A ascensão econômica e cultural feminina provoca novas demandas ao masculino já às voltas com seu processo de adaptação ao momento atual – individualismo extremo, primado do eu, exigências extremas, necessidade de alta performance e concorrência incessante no mercado capitalista. Da mulher surgem solicitações relativas ao homem para que estivesse mais de acordo com suas próprias mudanças, ou seja, um comportamento que permitisse complementação e divisão nas tarefas maternas e na organização familiar – características que antes não eram exigidas.
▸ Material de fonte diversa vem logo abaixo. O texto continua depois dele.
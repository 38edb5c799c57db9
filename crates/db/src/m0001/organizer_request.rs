use sea_query::{
    ColumnDef, ForeignKey, ForeignKeyAction, Index, IndexCreateStatement, IndexDropStatement, Table,
    TableCreateStatement, TableDropStatement,
};

use crate::table::{OrganizerRequest, User};

pub struct CreateOrganizerRequestTable;

fn create_organizer_request_table_statement() -> TableCreateStatement {
    Table::create()
        .table(OrganizerRequest::Table)
        .col(ColumnDef::new(OrganizerRequest::Id).string().not_null().string_len(26).primary_key())
        .col(ColumnDef::new(OrganizerRequest::UserId).string().not_null().string_len(26))
        .col(ColumnDef::new(OrganizerRequest::Status).string().not_null().string_len(16))
        .col(ColumnDef::new(OrganizerRequest::Message).text().not_null())
        .col(ColumnDef::new(OrganizerRequest::AdminComment).text())
        .col(ColumnDef::new(OrganizerRequest::CreatedAt).big_integer().not_null())
        .col(ColumnDef::new(OrganizerRequest::ResolvedAt).big_integer())
        .foreign_key(
            ForeignKey::create()
                .from(OrganizerRequest::Table, OrganizerRequest::UserId)
                .to(User::Table, User::Id)
                .on_delete(ForeignKeyAction::Cascade),
        )
        .to_owned()
}

fn drop_organizer_request_table_statement() -> TableDropStatement {
    Table::drop().table(OrganizerRequest::Table).to_owned()
}

#[async_trait::async_trait]
impl sqlx_migrator::Operation<sqlx::Sqlite> for CreateOrganizerRequestTable {
    async fn up(
        &self,
        connection: &mut sqlx::SqliteConnection,
    ) -> Result<(), sqlx_migrator::Error> {
        let statement = create_organizer_request_table_statement().to_string(sea_query::SqliteQueryBuilder);
        sqlx::query(&statement).execute(connection).await?;

        Ok(())
    }

    async fn down(
        &self,
        connection: &mut sqlx::SqliteConnection,
    ) -> Result<(), sqlx_migrator::Error> {
        let statement = drop_organizer_request_table_statement().to_string(sea_query::SqliteQueryBuilder);
        sqlx::query(&statement).execute(connection).await?;

        Ok(())
    }
}

pub struct CreateOrganizerRequestUserIdx;

fn create_idx_organizer_request_user_statement() -> IndexCreateStatement {
    Index::create()
        .name("idx_organizer_request_user")
        .table(OrganizerRequest::Table)
        .col(OrganizerRequest::UserId)
        .to_owned()
}

fn drop_idx_organizer_request_user_statement() -> IndexDropStatement {
    Index::drop()
        .name("idx_organizer_request_user")
        .table(OrganizerRequest::Table)
        .to_owned()
}

#[async_trait::async_trait]
impl sqlx_migrator::Operation<sqlx::Sqlite> for CreateOrganizerRequestUserIdx {
    async fn up(
        &self,
        connection: &mut sqlx::SqliteConnection,
    ) -> Result<(), sqlx_migrator::Error> {
        let statement = create_idx_organizer_request_user_statement().to_string(sea_query::SqliteQueryBuilder);
        sqlx::query(&statement).execute(connection).await?;

        Ok(())
    }

    async fn down(
        &self,
        connection: &mut sqlx::SqliteConnection,
    ) -> Result<(), sqlx_migrator::Error> {
        let statement = drop_idx_organizer_request_user_statement().to_string(sea_query::SqliteQueryBuilder);
        sqlx::query(&statement).execute(connection).await?;

        Ok(())
    }
}

pub struct CreateOrganizerRequestStatusIdx;

fn create_idx_organizer_request_status_statement() -> IndexCreateStatement {
    Index::create()
        .name("idx_organizer_request_status")
        .table(OrganizerRequest::Table)
        .col(OrganizerRequest::Status)
        .to_owned()
}

fn drop_idx_organizer_request_status_statement() -> IndexDropStatement {
    Index::drop()
        .name("idx_organizer_request_status")
        .table(OrganizerRequest::Table)
        .to_owned()
}

#[async_trait::async_trait]
impl sqlx_migrator::Operation<sqlx::Sqlite> for CreateOrganizerRequestStatusIdx {
    async fn up(
        &self,
        connection: &mut sqlx::SqliteConnection,
    ) -> Result<(), sqlx_migrator::Error> {
        let statement = create_idx_organizer_request_status_statement().to_string(sea_query::SqliteQueryBuilder);
        sqlx::query(&statement).execute(connection).await?;

        Ok(())
    }

    async fn down(
        &self,
        connection: &mut sqlx::SqliteConnection,
    ) -> Result<(), sqlx_migrator::Error> {
        let statement = drop_idx_organizer_request_status_statement().to_string(sea_query::SqliteQueryBuilder);
        sqlx::query(&statement).execute(connection).await?;

        Ok(())
    }
}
Ao mesmo tempo, a mulher continuou esperando determinadas reações do tradicional modelo homem/macho, instituindo assim contradições e ambivalência.
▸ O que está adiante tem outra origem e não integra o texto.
use std::ops::Deref;

use crate::{EventRow, repository};

mod archive;
mod category;
mod create;
mod delete;
mod favorite;
mod moderate;
mod rsvp;
mod submit;
mod update;

pub use category::CreateCategoryInput;
pub use create::CreateEventInput;
pub use moderate::RejectEventInput;
pub use rsvp::SetRsvpInput;
pub use update::UpdateEventInput;

#[derive(Clone)]
pub struct Command(afisha_shared::State);

impl Deref for Command {
    type Target = afisha_shared::State;

    fn deref(&self) -> &Self::Target {
        &self.0
    }
}

impl Command {
    pub fn new(state: afisha_shared::State) -> Self {
        Self(state)
    }

    pub async fn load(&self, id: impl Into<String>) -> afisha_shared::Result<Option<EventRow>> {
        repository::find_event(&self.read_db, id).await
    }
}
Percebe-se, também, atualmente um “barulho” extremo em torno do sexo, instigando a “vontade de saber” daquilo que sempre foi vetado, uma tagarelice e uma vulgaridade que parecem ter encoberto a fantasia e o desejo, levando-nos a concluir sobre a existência de uma dessexualização da vida contemporânea, em acordo com a fala de Calligaris ao comentar o filme – De olhos bem fechados: parece que ao abrirmos tanto os olhos para o sexo, arregalamo-los, o que pode ser uma maneira de fechá-los, de tanto querer ver, não vimos nada, “pois o sexo, de fato, não é feito nem de piadas nem de bundas. Sexo é um jogo de fantasias, nem sempre claras, cômodas ou confessáveis”. Ou seja, no “tudo pode” nada fica encoberto, no mais-sexo das sociedades de consumo resta apenas um “mas”: mas o sexo habita essa impossibilidade de tudo dizer, saber e fazer.
Como atestado deste esvaziamento sexual e sensual, a contemporaneidade realiza a proeza da descoberta/produção do Viagra: medicamento de fácil acesso e relativa segurança, capaz de produzir um mais-gozar: prazer sexual mais intenso, mais prolongado, mais viril; que viria tapar o cansaço, a rotina, a falta de desejo, a inibição, o conflito, o medo e o tédio, ameaças presentes no desempenho sexual. Talvez as respostas femininas à pesquisa do Ipea sejam a expressão do desejo sempre presente de manutenção do seu poder de atração sobre o masculino. Uma atração que poderia até se tornar fatal, mas seria sempre capaz de lhe trazer à mão o companheiro desejante!